**TASK DESCRIPTION**:
Search the listing below for the word "were" and copy each line where it appears.

• • •

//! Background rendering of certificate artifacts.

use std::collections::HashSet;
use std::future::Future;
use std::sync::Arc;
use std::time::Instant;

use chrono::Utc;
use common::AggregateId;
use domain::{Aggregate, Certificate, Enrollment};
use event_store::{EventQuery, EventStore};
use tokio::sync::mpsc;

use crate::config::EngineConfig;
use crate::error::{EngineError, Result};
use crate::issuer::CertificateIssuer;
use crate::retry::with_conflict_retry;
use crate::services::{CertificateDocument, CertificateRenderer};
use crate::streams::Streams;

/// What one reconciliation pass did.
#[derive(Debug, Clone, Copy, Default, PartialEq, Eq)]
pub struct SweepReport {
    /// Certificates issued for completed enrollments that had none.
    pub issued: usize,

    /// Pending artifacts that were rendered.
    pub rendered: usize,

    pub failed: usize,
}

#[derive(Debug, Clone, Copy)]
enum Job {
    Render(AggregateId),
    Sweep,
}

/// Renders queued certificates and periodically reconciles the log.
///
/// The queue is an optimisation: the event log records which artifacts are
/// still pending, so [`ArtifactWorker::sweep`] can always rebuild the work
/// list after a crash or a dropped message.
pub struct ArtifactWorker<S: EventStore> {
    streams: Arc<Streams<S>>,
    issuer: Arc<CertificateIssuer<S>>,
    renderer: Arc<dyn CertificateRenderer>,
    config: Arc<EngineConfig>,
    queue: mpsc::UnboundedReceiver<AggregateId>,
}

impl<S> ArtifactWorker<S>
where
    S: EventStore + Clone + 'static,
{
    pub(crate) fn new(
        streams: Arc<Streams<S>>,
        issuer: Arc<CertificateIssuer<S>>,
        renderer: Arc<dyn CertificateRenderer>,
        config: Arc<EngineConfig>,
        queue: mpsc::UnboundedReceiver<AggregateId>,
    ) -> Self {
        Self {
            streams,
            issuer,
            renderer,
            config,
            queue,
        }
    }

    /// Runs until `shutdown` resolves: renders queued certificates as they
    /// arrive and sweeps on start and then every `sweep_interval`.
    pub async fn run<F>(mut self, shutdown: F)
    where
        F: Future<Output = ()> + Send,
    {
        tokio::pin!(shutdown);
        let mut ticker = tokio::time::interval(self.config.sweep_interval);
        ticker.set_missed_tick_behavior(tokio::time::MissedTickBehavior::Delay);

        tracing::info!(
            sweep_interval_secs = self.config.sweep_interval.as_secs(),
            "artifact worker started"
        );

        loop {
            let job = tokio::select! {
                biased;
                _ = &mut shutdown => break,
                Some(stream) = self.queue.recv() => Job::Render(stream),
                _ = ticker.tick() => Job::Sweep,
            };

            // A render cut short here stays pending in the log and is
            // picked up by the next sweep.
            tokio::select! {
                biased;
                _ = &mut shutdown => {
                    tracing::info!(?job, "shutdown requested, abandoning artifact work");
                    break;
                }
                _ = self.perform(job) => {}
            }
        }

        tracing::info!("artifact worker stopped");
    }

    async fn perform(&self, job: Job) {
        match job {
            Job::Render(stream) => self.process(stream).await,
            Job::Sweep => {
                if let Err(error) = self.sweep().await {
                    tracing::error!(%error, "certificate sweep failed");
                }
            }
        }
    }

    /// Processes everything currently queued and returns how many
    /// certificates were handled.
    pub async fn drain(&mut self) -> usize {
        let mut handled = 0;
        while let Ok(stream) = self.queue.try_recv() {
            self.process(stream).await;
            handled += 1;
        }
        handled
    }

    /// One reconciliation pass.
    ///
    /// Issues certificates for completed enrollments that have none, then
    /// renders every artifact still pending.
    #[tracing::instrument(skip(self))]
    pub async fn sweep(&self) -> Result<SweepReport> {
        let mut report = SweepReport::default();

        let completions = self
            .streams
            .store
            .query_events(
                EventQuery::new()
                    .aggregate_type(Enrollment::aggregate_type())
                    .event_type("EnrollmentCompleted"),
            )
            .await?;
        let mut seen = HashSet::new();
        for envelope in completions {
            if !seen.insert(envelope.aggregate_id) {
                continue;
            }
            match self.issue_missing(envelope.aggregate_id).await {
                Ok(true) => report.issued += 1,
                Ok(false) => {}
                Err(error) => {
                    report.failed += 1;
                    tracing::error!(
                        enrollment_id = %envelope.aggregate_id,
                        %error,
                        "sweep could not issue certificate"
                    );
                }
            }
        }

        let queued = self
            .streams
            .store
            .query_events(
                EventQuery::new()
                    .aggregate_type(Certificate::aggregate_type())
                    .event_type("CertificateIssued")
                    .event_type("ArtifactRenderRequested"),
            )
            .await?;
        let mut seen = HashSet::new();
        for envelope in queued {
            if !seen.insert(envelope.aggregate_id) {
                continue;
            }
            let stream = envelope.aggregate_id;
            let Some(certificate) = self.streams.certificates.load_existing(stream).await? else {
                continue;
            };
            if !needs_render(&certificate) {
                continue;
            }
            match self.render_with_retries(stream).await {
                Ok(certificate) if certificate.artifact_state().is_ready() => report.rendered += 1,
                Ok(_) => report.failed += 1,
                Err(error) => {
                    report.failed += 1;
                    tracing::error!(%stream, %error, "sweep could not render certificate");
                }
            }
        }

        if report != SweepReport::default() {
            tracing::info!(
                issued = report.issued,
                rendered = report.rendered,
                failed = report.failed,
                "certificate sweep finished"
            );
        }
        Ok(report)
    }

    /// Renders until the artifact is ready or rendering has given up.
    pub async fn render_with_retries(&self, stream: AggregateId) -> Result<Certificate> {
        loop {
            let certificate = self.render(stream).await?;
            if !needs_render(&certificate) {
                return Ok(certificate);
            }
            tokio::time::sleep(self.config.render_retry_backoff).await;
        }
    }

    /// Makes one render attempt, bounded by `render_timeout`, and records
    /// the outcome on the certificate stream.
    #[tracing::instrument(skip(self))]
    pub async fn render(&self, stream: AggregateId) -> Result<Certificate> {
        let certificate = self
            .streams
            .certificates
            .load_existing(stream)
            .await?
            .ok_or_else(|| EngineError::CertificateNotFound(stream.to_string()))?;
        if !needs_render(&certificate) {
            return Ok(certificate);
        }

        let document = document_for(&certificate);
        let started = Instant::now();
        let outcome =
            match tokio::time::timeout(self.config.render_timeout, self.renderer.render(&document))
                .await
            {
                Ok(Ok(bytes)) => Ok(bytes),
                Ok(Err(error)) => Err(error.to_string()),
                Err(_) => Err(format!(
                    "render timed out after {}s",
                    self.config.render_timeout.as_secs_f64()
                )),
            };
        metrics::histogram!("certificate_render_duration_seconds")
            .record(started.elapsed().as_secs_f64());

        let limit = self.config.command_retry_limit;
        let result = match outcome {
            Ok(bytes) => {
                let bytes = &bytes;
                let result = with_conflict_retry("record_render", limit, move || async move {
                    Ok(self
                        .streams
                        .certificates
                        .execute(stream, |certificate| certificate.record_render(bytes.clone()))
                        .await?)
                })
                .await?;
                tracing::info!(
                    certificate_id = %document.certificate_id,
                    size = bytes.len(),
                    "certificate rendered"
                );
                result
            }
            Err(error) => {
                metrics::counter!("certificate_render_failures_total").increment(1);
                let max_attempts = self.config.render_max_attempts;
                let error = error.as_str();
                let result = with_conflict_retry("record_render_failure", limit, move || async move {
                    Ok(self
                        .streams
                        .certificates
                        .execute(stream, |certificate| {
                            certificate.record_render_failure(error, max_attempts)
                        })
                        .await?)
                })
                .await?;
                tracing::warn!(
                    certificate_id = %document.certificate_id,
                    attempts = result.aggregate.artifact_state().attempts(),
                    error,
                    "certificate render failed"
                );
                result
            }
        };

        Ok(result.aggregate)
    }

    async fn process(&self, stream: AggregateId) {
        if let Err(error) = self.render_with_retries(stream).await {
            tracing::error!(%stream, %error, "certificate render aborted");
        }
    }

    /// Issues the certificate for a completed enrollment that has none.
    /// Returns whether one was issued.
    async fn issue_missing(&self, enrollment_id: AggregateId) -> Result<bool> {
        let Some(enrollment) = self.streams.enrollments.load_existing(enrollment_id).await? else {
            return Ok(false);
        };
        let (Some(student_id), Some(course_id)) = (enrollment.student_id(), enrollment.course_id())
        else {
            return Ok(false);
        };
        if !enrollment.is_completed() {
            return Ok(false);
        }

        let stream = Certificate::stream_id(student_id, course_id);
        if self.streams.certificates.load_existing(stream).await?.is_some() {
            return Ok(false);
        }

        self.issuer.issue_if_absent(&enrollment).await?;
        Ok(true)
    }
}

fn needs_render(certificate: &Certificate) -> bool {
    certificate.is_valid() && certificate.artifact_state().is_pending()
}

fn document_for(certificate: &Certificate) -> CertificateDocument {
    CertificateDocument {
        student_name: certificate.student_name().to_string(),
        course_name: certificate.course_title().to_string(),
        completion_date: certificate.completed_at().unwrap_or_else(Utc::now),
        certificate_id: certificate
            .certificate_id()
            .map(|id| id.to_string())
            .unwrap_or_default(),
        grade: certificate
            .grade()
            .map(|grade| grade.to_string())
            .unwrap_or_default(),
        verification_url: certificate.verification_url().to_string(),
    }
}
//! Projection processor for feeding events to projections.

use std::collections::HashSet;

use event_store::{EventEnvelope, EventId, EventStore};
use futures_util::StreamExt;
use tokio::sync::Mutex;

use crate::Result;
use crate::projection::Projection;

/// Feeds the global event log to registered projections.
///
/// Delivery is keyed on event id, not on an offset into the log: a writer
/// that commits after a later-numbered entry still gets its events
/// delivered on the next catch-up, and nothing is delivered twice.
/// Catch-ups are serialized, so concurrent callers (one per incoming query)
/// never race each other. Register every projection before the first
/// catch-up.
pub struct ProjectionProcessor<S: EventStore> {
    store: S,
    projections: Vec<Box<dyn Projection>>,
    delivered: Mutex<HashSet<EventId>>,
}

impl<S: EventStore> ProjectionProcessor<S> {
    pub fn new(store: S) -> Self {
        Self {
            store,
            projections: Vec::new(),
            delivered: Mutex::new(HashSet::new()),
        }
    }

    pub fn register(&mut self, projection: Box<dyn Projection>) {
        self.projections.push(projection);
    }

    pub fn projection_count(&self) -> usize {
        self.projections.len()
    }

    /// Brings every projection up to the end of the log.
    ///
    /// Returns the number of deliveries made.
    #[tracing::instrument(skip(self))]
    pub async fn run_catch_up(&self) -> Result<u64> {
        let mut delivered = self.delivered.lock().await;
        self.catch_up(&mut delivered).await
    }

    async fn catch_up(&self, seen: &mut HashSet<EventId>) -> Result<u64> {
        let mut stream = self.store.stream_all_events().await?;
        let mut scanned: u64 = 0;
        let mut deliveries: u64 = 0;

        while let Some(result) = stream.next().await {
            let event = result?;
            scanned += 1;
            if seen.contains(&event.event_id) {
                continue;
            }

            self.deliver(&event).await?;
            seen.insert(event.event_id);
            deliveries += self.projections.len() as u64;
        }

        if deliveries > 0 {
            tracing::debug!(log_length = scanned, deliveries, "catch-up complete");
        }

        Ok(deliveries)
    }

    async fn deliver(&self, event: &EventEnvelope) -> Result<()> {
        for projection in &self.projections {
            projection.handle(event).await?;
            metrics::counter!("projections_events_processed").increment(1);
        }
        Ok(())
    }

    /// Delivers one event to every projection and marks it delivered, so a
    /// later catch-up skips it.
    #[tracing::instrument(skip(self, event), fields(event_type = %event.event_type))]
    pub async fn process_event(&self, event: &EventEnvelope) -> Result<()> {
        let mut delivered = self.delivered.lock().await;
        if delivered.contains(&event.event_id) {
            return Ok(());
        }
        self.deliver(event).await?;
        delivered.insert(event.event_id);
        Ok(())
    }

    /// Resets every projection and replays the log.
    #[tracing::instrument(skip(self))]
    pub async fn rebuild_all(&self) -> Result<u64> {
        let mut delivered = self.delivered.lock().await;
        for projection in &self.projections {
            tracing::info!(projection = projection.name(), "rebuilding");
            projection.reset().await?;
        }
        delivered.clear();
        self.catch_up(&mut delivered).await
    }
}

• • •

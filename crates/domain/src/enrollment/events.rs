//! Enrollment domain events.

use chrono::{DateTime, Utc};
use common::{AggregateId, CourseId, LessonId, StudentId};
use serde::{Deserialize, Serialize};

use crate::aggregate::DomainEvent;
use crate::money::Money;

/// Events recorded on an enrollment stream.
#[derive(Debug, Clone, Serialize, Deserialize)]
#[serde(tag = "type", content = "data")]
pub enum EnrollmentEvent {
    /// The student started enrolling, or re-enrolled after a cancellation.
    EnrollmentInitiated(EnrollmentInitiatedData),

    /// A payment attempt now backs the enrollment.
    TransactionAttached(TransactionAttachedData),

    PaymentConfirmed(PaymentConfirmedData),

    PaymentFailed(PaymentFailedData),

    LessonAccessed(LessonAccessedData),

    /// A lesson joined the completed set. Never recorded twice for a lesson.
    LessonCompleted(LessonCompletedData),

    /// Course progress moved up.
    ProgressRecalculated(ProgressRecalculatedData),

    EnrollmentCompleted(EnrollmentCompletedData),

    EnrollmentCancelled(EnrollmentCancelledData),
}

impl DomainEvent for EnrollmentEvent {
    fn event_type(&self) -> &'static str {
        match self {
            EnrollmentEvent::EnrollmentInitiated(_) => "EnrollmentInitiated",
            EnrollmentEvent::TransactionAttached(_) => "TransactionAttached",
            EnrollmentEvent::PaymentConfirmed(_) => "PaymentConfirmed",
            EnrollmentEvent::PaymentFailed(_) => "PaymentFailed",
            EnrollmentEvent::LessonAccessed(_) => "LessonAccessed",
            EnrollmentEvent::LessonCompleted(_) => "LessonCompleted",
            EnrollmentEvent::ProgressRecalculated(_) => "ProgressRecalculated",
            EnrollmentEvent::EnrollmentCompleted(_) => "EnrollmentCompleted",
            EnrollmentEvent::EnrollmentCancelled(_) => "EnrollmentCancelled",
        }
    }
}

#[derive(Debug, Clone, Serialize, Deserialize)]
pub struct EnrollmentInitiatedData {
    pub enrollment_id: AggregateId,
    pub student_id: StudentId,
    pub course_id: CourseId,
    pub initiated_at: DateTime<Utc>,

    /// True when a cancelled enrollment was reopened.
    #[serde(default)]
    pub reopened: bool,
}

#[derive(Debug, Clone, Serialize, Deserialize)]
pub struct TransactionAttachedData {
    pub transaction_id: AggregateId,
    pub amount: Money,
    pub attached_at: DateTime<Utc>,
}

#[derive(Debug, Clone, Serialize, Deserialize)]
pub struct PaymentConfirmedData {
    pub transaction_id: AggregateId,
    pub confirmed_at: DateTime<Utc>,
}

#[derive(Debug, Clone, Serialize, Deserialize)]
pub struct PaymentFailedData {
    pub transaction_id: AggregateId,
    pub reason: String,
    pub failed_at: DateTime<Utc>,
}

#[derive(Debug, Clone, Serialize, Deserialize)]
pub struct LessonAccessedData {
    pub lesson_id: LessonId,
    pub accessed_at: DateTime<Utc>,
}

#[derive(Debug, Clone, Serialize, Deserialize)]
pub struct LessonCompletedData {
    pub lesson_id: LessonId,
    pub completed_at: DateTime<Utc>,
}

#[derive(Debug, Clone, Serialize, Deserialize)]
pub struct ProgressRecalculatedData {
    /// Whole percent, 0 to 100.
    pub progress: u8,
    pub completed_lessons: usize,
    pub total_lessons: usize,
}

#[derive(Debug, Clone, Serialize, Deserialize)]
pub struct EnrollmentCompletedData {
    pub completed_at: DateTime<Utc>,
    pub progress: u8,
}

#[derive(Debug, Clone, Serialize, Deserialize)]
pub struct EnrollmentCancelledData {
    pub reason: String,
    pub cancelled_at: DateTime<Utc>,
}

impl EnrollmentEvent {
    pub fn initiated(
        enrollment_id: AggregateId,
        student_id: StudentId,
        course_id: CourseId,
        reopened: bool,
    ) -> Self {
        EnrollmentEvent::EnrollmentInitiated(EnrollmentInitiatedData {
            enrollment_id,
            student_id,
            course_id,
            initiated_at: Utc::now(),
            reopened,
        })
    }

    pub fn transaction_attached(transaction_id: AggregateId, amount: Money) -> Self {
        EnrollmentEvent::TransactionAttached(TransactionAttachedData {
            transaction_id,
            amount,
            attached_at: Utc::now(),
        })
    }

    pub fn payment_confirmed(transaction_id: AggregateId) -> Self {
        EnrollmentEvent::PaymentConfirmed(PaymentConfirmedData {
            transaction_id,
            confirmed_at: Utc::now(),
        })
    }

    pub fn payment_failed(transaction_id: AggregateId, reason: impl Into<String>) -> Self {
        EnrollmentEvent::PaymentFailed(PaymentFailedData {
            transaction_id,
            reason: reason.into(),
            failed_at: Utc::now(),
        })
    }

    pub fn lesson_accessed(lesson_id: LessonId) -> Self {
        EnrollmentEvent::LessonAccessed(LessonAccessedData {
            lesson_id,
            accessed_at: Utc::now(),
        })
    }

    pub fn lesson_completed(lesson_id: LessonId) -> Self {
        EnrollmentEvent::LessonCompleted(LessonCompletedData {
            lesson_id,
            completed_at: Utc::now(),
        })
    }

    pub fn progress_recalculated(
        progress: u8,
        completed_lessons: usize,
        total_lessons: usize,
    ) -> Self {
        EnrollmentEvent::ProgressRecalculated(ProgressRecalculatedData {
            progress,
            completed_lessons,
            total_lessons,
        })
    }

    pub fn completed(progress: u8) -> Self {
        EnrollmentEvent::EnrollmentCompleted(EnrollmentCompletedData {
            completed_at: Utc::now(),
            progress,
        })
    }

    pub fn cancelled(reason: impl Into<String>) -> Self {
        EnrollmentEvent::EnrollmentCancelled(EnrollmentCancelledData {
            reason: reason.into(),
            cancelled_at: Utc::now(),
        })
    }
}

• • •

**SOLUTION TO THIS EXERCISE**:
    /// Pending artifacts that were rendered.
    /// certificates were handled.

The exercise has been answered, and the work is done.